One of the more fascinating chance occurrences in life is when someone who comes from a rather ordinary background, comes to meet and become a friend of someone they greatly admire but never dreamed they would ever meet let alone become that admired person's friend. It might be a very powerful person we admire, like a President, or if you were in England maybe the Monarch, or it might be a very learned person, a great author of books, a famous scientist; or it might be a great entertainer, a sports hero or great movie idol, whatever. We read about these things happening, someone meets a child of such a person, one of the President's children, and then over time becomes a friend and is introduced to the famous person, and perhaps becomes a friend of the family, and the friendship goes beyond the initial contact and includes the famous person himself or herself. It's an extraordinary and even chance thing that happens to very few people, and so it remains for most of us at best a kind of fantasy that is never going to happen to us.
But in fact it already has, and we simply do not recognize it for what it is. It's like the situation I just mentioned, but with a couple of differences - it happens so early in life, early childhood, that the person would not recognize anything extraordinary about it, the famous person just being another parent, and not held in awe because the child does not understand the greatness of the person as such, and thus does not understand the privilege of being part of the inner family circle of that person.
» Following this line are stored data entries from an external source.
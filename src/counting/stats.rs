//! 共享统计 (推理线程写, 控制面读) + FPS 平滑

use std::time::Instant;

use parking_lot::Mutex;
use serde::{Deserialize, Serialize};

/// 统计快照 (/stats 的返回内容)
#[derive(Debug, Clone, Copy, PartialEq, Serialize, Deserialize)]
pub struct StatsSnapshot {
    pub in_count: u64,
    pub out_count: u64,
    /// 保留一位小数
    pub fps: f64,
    pub running: bool,
}

#[derive(Debug, Default)]
struct StatsInner {
    in_count: u64,
    out_count: u64,
    fps: f64,
    running: bool,
}

/// IN/OUT 计数、平滑FPS、运行标志, 全部在同一把锁下读写
#[derive(Debug, Default)]
pub struct SharedStats {
    inner: Mutex<StatsInner>,
}

impl SharedStats {
    pub fn new() -> Self {
        Self::default()
    }

    /// 累加计数增量
    pub fn apply(&self, in_inc: u64, out_inc: u64) {
        let mut inner = self.inner.lock();
        inner.in_count += in_inc;
        inner.out_count += out_inc;
    }

    pub fn set_fps(&self, fps: f64) {
        self.inner.lock().fps = fps;
    }

    pub fn set_running(&self, running: bool) {
        self.inner.lock().running = running;
    }

    pub fn is_running(&self) -> bool {
        self.inner.lock().running
    }

    /// 计数清零 (FPS 和运行标志不变)
    pub fn reset_counts(&self) {
        let mut inner = self.inner.lock();
        inner.in_count = 0;
        inner.out_count = 0;
    }

    pub fn snapshot(&self) -> StatsSnapshot {
        let inner = self.inner.lock();
        StatsSnapshot {
            in_count: inner.in_count,
            out_count: inner.out_count,
            fps: (inner.fps * 10.0).round() / 10.0,
            running: inner.running,
        }
    }
}

/// 指数滑动平均 FPS: fps = 0.9 * fps + 0.1 * 瞬时值
///
/// 第一帧只记录时间; 第一个间隔直接作为初值, 不从 0 开始爬升
/// (有意区别于 `fps = 0` 起步的旧实现, 启动后第一秒的读数即可用).
#[derive(Debug, Default)]
pub struct FpsMeter {
    last: Option<Instant>,
    fps: Option<f64>,
}

impl FpsMeter {
    pub fn new() -> Self {
        Self::default()
    }

    pub fn tick(&mut self, now: Instant) -> f64 {
        if let Some(last) = self.last {
            let elapsed = now.saturating_duration_since(last).as_secs_f64();
            if elapsed > 0.0 {
                let instant = 1.0 / elapsed;
                self.fps = Some(match self.fps {
                    Some(prev) => 0.9 * prev + 0.1 * instant,
                    None => instant,
                });
            }
        }
        self.last = Some(now);
        self.value()
    }

    pub fn value(&self) -> f64 {
        self.fps.unwrap_or(0.0)
    }

    pub fn reset(&mut self) {
        self.last = None;
        self.fps = None;
    }
}
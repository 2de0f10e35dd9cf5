//! CounterSystem 端到端测试: 图片回放输入 + 脚本检测器 + 内存事件存储

use std::sync::atomic::{AtomicUsize, Ordering};
use std::sync::Arc;
use std::thread;
use std::time::{Duration, Instant};

use image::RgbImage;
use people_counter_rs::detection::{BBox, DetectAndTrack, Detection, ModelLoader};
use people_counter_rs::input::{Frame, ReplayDevice};
use people_counter_rs::pipeline::stream::placeholder_jpeg;
use people_counter_rs::storage::EventSink;
use people_counter_rs::{
    CounterConfig, CounterSystem, DetectionFailure, Direction, MemorySink, ModelError,
};

/// 单个目标从左向右匀速走过画面 (640 宽, 计数线 x=320)
struct Walker {
    x: f32,
    step: f32,
}

impl DetectAndTrack for Walker {
    fn name(&self) -> String {
        "walker".into()
    }

    fn detect_and_track(
        &mut self,
        _frame: &Frame,
        _conf: f32,
    ) -> Result<Vec<Detection>, DetectionFailure> {
        let x = self.x;
        self.x = (self.x + self.step).min(600.0);
        Ok(vec![Detection::new(
            7,
            "person",
            BBox::new(x - 10.0, 100.0, x + 10.0, 200.0),
        )])
    }
}

fn walker_loader(calls: Arc<AtomicUsize>) -> ModelLoader {
    Box::new(move || {
        calls.fetch_add(1, Ordering::SeqCst);
        Ok(Box::new(Walker { x: 200.0, step: 40.0 }) as Box<dyn DetectAndTrack>)
    })
}

fn test_config() -> CounterConfig {
    CounterConfig {
        frame_skip: 1,
        capture_fps: 100,
        loop_sleep_ms: 1,
        idle_sleep_ms: 2,
        stream_timeout_ms: 200,
        ..Default::default()
    }
}

fn frames() -> ReplayDevice {
    ReplayDevice::from_images(vec![RgbImage::new(640, 480)])
}

fn wait_until(timeout: Duration, mut cond: impl FnMut() -> bool) -> bool {
    let deadline = Instant::now() + timeout;
    while Instant::now() < deadline {
        if cond() {
            return true;
        }
        thread::sleep(Duration::from_millis(10));
    }
    cond()
}

#[test]
fn start_counts_a_crossing_and_records_it() {
    let calls = Arc::new(AtomicUsize::new(0));
    let sink = Arc::new(MemorySink::new());
    let system = CounterSystem::new(
        test_config(),
        Box::new(frames()),
        walker_loader(Arc::clone(&calls)),
        sink.clone(),
    )
    .unwrap();

    system.start().unwrap();
    assert!(system.get_stats().running);

    assert!(wait_until(Duration::from_secs(5), || system.get_stats().in_count == 1));
    let stats = system.get_stats();
    assert_eq!(stats.out_count, 0);

    let events = sink.events();
    assert_eq!(events.len(), 1);
    assert_eq!(events[0].direction, Direction::In);
    assert_eq!(events[0].track_id, 7);

    let summary = system.summary().unwrap();
    assert_eq!((summary.in_total, summary.out_total), (1, 0));
    assert_eq!(system.recent(10).unwrap().len(), 1);

    system.shutdown();
    assert!(!system.get_stats().running);
}

#[test]
fn camera_failure_is_reported_before_model_load() {
    let calls = Arc::new(AtomicUsize::new(0));
    let system = CounterSystem::new(
        test_config(),
        Box::new(ReplayDevice::from_images(Vec::new())),
        walker_loader(Arc::clone(&calls)),
        Arc::new(MemorySink::new()),
    )
    .unwrap();

    let err = system.start().unwrap_err();
    assert_eq!(err.status(), "camera_failed");
    assert_eq!(calls.load(Ordering::SeqCst), 0);
    assert!(!system.get_stats().running);
}

#[test]
fn model_failure_is_reported() {
    let loader: ModelLoader = Box::new(|| Err(ModelError::new("missing.onnx", "file not found")));
    let system = CounterSystem::new(
        test_config(),
        Box::new(frames()),
        loader,
        Arc::new(MemorySink::new()),
    )
    .unwrap();

    let err = system.start().unwrap_err();
    assert_eq!(err.status(), "model_failed");
    assert!(err.to_string().contains("missing.onnx"));
    assert!(!system.is_running());
}

#[test]
fn model_is_loaded_once_across_restarts() {
    let calls = Arc::new(AtomicUsize::new(0));
    let system = CounterSystem::new(
        test_config(),
        Box::new(frames()),
        walker_loader(Arc::clone(&calls)),
        Arc::new(MemorySink::new()),
    )
    .unwrap();

    system.start().unwrap();
    system.stop();
    assert!(!system.get_stats().running);
    system.start().unwrap();
    assert!(system.get_stats().running);

    assert_eq!(calls.load(Ordering::SeqCst), 1);
}

#[test]
fn reset_zeroes_counts_and_keeps_event_log() {
    let sink = Arc::new(MemorySink::new());
    let system = CounterSystem::new(
        test_config(),
        Box::new(frames()),
        walker_loader(Arc::new(AtomicUsize::new(0))),
        sink.clone(),
    )
    .unwrap();

    system.start().unwrap();
    assert!(wait_until(Duration::from_secs(5), || system.get_stats().in_count == 1));

    system.reset().unwrap();
    let stats = system.get_stats();
    assert_eq!((stats.in_count, stats.out_count), (0, 0));
    assert!(stats.running);

    // 轨迹已清空, 目标停在线右侧不会再次计数
    thread::sleep(Duration::from_millis(200));
    assert_eq!(system.get_stats().in_count, 0);
    assert_eq!(sink.summary().unwrap().in_total, 1);
}

#[test]
fn stream_yields_frames_while_running_and_placeholder_when_idle() {
    let system = CounterSystem::new(
        test_config(),
        Box::new(frames()),
        walker_loader(Arc::new(AtomicUsize::new(0))),
        Arc::new(MemorySink::new()),
    )
    .unwrap();

    let mut idle = system.stream().unwrap();
    let part = idle.next_part();
    assert!(part.starts_with(b"--frame\r\n"));
    assert_eq!(idle.counts(), (0, 1));
    let placeholder = placeholder_jpeg().unwrap();
    assert!(part.windows(placeholder.len()).any(|w| w == placeholder.as_slice()));

    system.start().unwrap();
    let mut live = system.stream().unwrap();
    assert!(wait_until(Duration::from_secs(5), || {
        live.next_part();
        live.counts().0 > 0
    }));
    assert_eq!(live.content_type(), "multipart/x-mixed-replace; boundary=frame");
}

/// 坐标超出 i32 范围的检测框
struct Runaway;

impl DetectAndTrack for Runaway {
    fn detect_and_track(
        &mut self,
        _frame: &Frame,
        _conf: f32,
    ) -> Result<Vec<Detection>, DetectionFailure> {
        Ok(vec![Detection::new(
            1,
            "person",
            BBox::new(3.0e9, 0.0, 3.0e9, 10.0),
        )])
    }
}

#[test]
fn out_of_range_boxes_keep_the_system_responsive() {
    let loader: ModelLoader = Box::new(|| Ok(Box::new(Runaway) as Box<dyn DetectAndTrack>));
    let system = CounterSystem::new(
        test_config(),
        Box::new(frames()),
        loader,
        Arc::new(MemorySink::new()),
    )
    .unwrap();

    system.start().unwrap();
    let buffer = system.frame_buffer();
    assert!(wait_until(Duration::from_secs(5), || buffer.evicted() > 0));

    system.reset().unwrap();
    assert!(system.get_stats().running);
    assert_eq!(system.get_stats().in_count, 0);
}

#[test]
fn concurrent_start_stop_leaves_flag_matching_the_loop() {
    let system = Arc::new(
        CounterSystem::new(
            test_config(),
            Box::new(frames()),
            walker_loader(Arc::new(AtomicUsize::new(0))),
            Arc::new(MemorySink::new()),
        )
        .unwrap(),
    );
    system.start().unwrap();

    let starter = {
        let system = Arc::clone(&system);
        thread::spawn(move || {
            for _ in 0..50 {
                system.start().unwrap();
            }
        })
    };
    let stopper = {
        let system = Arc::clone(&system);
        thread::spawn(move || {
            for _ in 0..50 {
                system.stop();
            }
        })
    };
    starter.join().unwrap();
    stopper.join().unwrap();

    let running = system.get_stats().running;
    let buffer = system.frame_buffer();
    // 等推理线程处理完积压命令后清空缓冲, 再观察是否还在出帧
    thread::sleep(Duration::from_millis(200));
    while buffer.try_consume().is_some() {}
    thread::sleep(Duration::from_millis(300));
    assert_eq!(buffer.len() > 0, running);
}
That's what happened to most of us when we were baptized. In fact we were introduced into the family of all families, the most powerful, most intelligent, most loving, most famous family of all, the family of God. It happened through a friendship, a personal friendship with the Son in that family, who introduced us to the Almighty Father and the third family member who is the center of Love in the family, just as the Mother is the center of love in any normal human family. In fact, we not only were accepted into friendship with the divine family of the Trinity, but we were actually adopted by the Trinity and became a true member of that family, sharing its life and destiny. What is only a fantasy or fairy tale in the life of this world has become reality in the world that will never end. "Beloved, we are God's children now," says St. John, "what we shall be has not yet been revealed. We do know that when it is revealed we shall be like him, for we shall see him as he is." [1. John 3:2] How strange that we do not seem to be aware of the infinitely greater thing that has happened to us, the infinitely greater privilege we have been given compared to those who have the wonderful but infinitely lesser privilege of becoming a friend of a powerful person or family in this world. And most wonderfully, none of this was a product of chance, but God himself sought us out and made us his members of his family and personal friends of the Triune God.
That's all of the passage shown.